From the records below, return every line containing the word "provides".
--- LISTED ENTRIES ---
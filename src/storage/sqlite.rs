//! SQLite record store implementation
//!
//! This module provides a SQLite-based implementation of the RecordStore trait.

use crate::storage::schema::initialize_schema;
use crate::storage::traits::{RecordStore, StorageError, StorageResult};
use crate::storage::{ContentRef, ImageRecord, PageRecord, RunRecord, RunStatus};
use chrono::Utc;
use rusqlite::{params, Connection, OptionalExtension};
use std::path::Path;

/// SQLite record store backend
pub struct SqliteRecordStore {
    conn: Connection,
}

impl SqliteRecordStore {
    /// Opens (or creates) the database at `path` and initializes its schema
    pub fn new(path: &Path) -> StorageResult<Self> {
        let conn = Connection::open(path)?;

        conn.execute_batch(
            "
            PRAGMA journal_mode = WAL;
            PRAGMA synchronous = NORMAL;
            PRAGMA foreign_keys = ON;
            PRAGMA temp_store = MEMORY;
        ",
        )?;

        initialize_schema(&conn)?;

        Ok(Self { conn })
    }

    /// Creates an in-memory database
    pub fn new_in_memory() -> StorageResult<Self> {
        let conn = Connection::open_in_memory()?;
        conn.execute_batch("PRAGMA foreign_keys = ON;")?;
        initialize_schema(&conn)?;
        Ok(Self { conn })
    }

    fn images_for_page(&self, page_id: i64) -> StorageResult<Vec<ImageRecord>> {
        let mut stmt = self
            .conn
            .prepare("SELECT url, filename FROM images WHERE page_id = ?1 ORDER BY position")?;

        let images = stmt
            .query_map(params![page_id], |row| {
                Ok(ImageRecord {
                    source_url: row.get(0)?,
                    content_ref: ContentRef::from_stored(row.get::<_, String>(1)?),
                })
            })?
            .collect::<Result<Vec<_>, _>>()?;

        Ok(images)
    }

    fn count(&self, table: &str) -> StorageResult<u64> {
        let count: i64 =
            self.conn
                .query_row(&format!("SELECT COUNT(*) FROM {}", table), [], |row| {
                    row.get(0)
                })?;
        Ok(count as u64)
    }
}

impl RecordStore for SqliteRecordStore {
    // ===== Run Management =====

    fn create_run(
        &mut self,
        seed_url: &str,
        max_pages: u32,
        config_hash: &str,
    ) -> StorageResult<i64> {
        let now = Utc::now().to_rfc3339();
        self.conn.execute(
            "INSERT INTO runs (seed_url, max_pages, config_hash, status, started_at)
             VALUES (?1, ?2, ?3, ?4, ?5)",
            params![
                seed_url,
                max_pages,
                config_hash,
                RunStatus::Running.to_db_string(),
                now
            ],
        )?;
        Ok(self.conn.last_insert_rowid())
    }

    fn complete_run(
        &mut self,
        run_id: i64,
        status: RunStatus,
        pages_visited: u64,
    ) -> StorageResult<()> {
        let now = Utc::now().to_rfc3339();
        let updated = self.conn.execute(
            "UPDATE runs SET status = ?1, finished_at = ?2, pages_visited = ?3 WHERE id = ?4",
            params![status.to_db_string(), now, pages_visited as i64, run_id],
        )?;

        if updated == 0 {
            return Err(StorageError::RunNotFound(run_id));
        }
        Ok(())
    }

    fn get_run(&self, run_id: i64) -> StorageResult<RunRecord> {
        let run = self
            .conn
            .query_row(
                "SELECT id, seed_url, max_pages, config_hash, status, started_at, finished_at,
                 pages_visited FROM runs WHERE id = ?1",
                params![run_id],
                |row| {
                    Ok((
                        RunRecord {
                            id: row.get(0)?,
                            seed_url: row.get(1)?,
                            max_pages: row.get(2)?,
                            config_hash: row.get(3)?,
                            status: RunStatus::Running,
                            started_at: row.get(5)?,
                            finished_at: row.get(6)?,
                            pages_visited: row.get::<_, i64>(7)? as u64,
                        },
                        row.get::<_, String>(4)?,
                    ))
                },
            )
            .optional()?;

        let (mut run, status) = run.ok_or(StorageError::RunNotFound(run_id))?;
        run.status = RunStatus::from_db_string(&status)
            .ok_or_else(|| StorageError::Corrupt(format!("unknown run status '{}'", status)))?;

        Ok(run)
    }

    // ===== Page Management =====

    fn persist_page(&mut self, run_id: i64, page: &PageRecord) -> StorageResult<i64> {
        let now = Utc::now().to_rfc3339();
        let tx = self.conn.transaction()?;

        tx.execute(
            "INSERT INTO pages (run_id, url, text_file, created_at) VALUES (?1, ?2, ?3, ?4)",
            params![run_id, page.url, page.content_ref.as_str(), now],
        )?;
        let page_id = tx.last_insert_rowid();

        {
            let mut stmt = tx.prepare(
                "INSERT INTO images (page_id, position, url, filename) VALUES (?1, ?2, ?3, ?4)",
            )?;
            for (position, image) in page.images.iter().enumerate() {
                stmt.execute(params![
                    page_id,
                    position as i64,
                    image.source_url,
                    image.content_ref.as_str()
                ])?;
            }
        }

        tx.commit()?;
        Ok(page_id)
    }

    fn pages_for_run(&self, run_id: i64) -> StorageResult<Vec<PageRecord>> {
        let mut stmt = self
            .conn
            .prepare("SELECT id, url, text_file FROM pages WHERE run_id = ?1 ORDER BY id")?;

        let rows = stmt
            .query_map(params![run_id], |row| {
                Ok((
                    row.get::<_, i64>(0)?,
                    row.get::<_, String>(1)?,
                    row.get::<_, String>(2)?,
                ))
            })?
            .collect::<Result<Vec<_>, _>>()?;

        rows.into_iter()
            .map(|(page_id, url, text_file)| {
                Ok(PageRecord {
                    url,
                    content_ref: ContentRef::from_stored(text_file),
                    images: self.images_for_page(page_id)?,
                })
            })
            .collect()
    }

    // ===== Statistics =====

    fn count_pages(&self) -> StorageResult<u64> {
        self.count("pages")
    }

    fn count_images(&self) -> StorageResult<u64> {
        self.count("images")
    }

    fn count_runs(&self) -> StorageResult<u64> {
        self.count("runs")
    }
}
use crate::config::types::{Config, CrawlerConfig, FetcherConfig, OutputConfig};
use crate::ConfigError;

/// Upper bound on the page budget accepted by the crawl entry point
pub const MAX_PAGES_LIMIT: u32 = 100;

/// Validates the entire configuration
pub fn validate(config: &Config) -> Result<(), ConfigError> {
    validate_fetcher_config(&config.fetcher)?;
    validate_crawler_config(&config.crawler)?;
    validate_output_config(&config.output)?;
    Ok(())
}

/// Validates fetcher configuration
fn validate_fetcher_config(config: &FetcherConfig) -> Result<(), ConfigError> {
    if config.timeout_secs < 1 || config.timeout_secs > 300 {
        return Err(ConfigError::Validation(format!(
            "timeout-secs must be between 1 and 300, got {}",
            config.timeout_secs
        )));
    }

    if config.connect_timeout_secs < 1 || config.connect_timeout_secs > config.timeout_secs {
        return Err(ConfigError::Validation(format!(
            "connect-timeout-secs must be between 1 and timeout-secs ({}), got {}",
            config.timeout_secs, config.connect_timeout_secs
        )));
    }

    if config.max_redirects > 20 {
        return Err(ConfigError::Validation(format!(
            "max-redirects must be <= 20, got {}",
            config.max_redirects
        )));
    }

    if config.retries > 5 {
        return Err(ConfigError::Validation(format!(
            "retries must be <= 5, got {}",
            config.retries
        )));
    }

    if config.user_agent.trim().is_empty() {
        return Err(ConfigError::Validation(
            "user-agent cannot be empty".to_string(),
        ));
    }

    Ok(())
}

/// Validates crawler configuration
fn validate_crawler_config(config: &CrawlerConfig) -> Result<(), ConfigError> {
    if config.default_max_pages < 1 || config.default_max_pages > MAX_PAGES_LIMIT {
        return Err(ConfigError::Validation(format!(
            "default-max-pages must be between 1 and {}, got {}",
            MAX_PAGES_LIMIT, config.default_max_pages
        )));
    }

    if config.max_concurrent_pages < 1 || config.max_concurrent_pages > 32 {
        return Err(ConfigError::Validation(format!(
            "max-concurrent-pages must be between 1 and 32, got {}",
            config.max_concurrent_pages
        )));
    }

    if config.max_concurrent_images < 1 || config.max_concurrent_images > 64 {
        return Err(ConfigError::Validation(format!(
            "max-concurrent-images must be between 1 and 64, got {}",
            config.max_concurrent_images
        )));
    }

    if config.crawl_timeout_secs == Some(0) {
        return Err(ConfigError::Validation(
            "crawl-timeout-secs must be positive when set".to_string(),
        ));
    }

    Ok(())
}

/// Validates output configuration
fn validate_output_config(config: &OutputConfig) -> Result<(), ConfigError> {
    if config.content_dir.is_empty() {
        return Err(ConfigError::Validation(
            "content-dir cannot be empty".to_string(),
        ));
    }

    if config.database_path.is_empty() {
        return Err(ConfigError::Validation(
            "database-path cannot be empty".to_string(),
        ));
    }

    Ok(())
}
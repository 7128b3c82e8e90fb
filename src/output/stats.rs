//! Statistics generation from the record store
//!
//! This module provides functionality for extracting and displaying the
//! page and image counts shown on the dashboard.

use crate::storage::{RecordStore, StorageResult};

/// Record store statistics summary
#[derive(Debug, Clone, Copy, Default, PartialEq, Eq)]
pub struct CrawlStatistics {
    /// Total number of persisted pages
    pub total_pages: u64,

    /// Total number of persisted images
    pub total_images: u64,

    /// Number of recorded crawl runs
    pub total_runs: u64,
}

impl CrawlStatistics {
    /// Average number of images per page
    pub fn images_per_page(&self) -> f64 {
        if self.total_pages == 0 {
            0.0
        } else {
            self.total_images as f64 / self.total_pages as f64
        }
    }
}

/// Loads statistics from a record store
///
/// # Arguments
///
/// * `records` - The record store to query
///
/// # Returns
///
/// * `Ok(CrawlStatistics)` - Successfully loaded statistics
/// * `Err(StorageError)` - Failed to query statistics
pub fn load_statistics(records: &dyn RecordStore) -> StorageResult<CrawlStatistics> {
    Ok(CrawlStatistics {
        total_pages: records.count_pages()?,
        total_images: records.count_images()?,
        total_runs: records.count_runs()?,
    })
}

/// Prints statistics to stdout in a formatted manner
pub fn print_statistics(stats: &CrawlStatistics) {
    println!("=== Harvest Statistics ===\n");

    println!("Overview:");
    println!("  Crawl runs: {}", stats.total_runs);
    println!("  Pages scraped: {}", stats.total_pages);
    println!("  Images saved: {}", stats.total_images);
    println!("  Images per page: {:.1}", stats.images_per_page());
}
---
WRITTEN SOLUTION ▸
//! This module provides a SQLite-based implementation of the RecordStore trait.
//! This module provides functionality for extracting and displaying the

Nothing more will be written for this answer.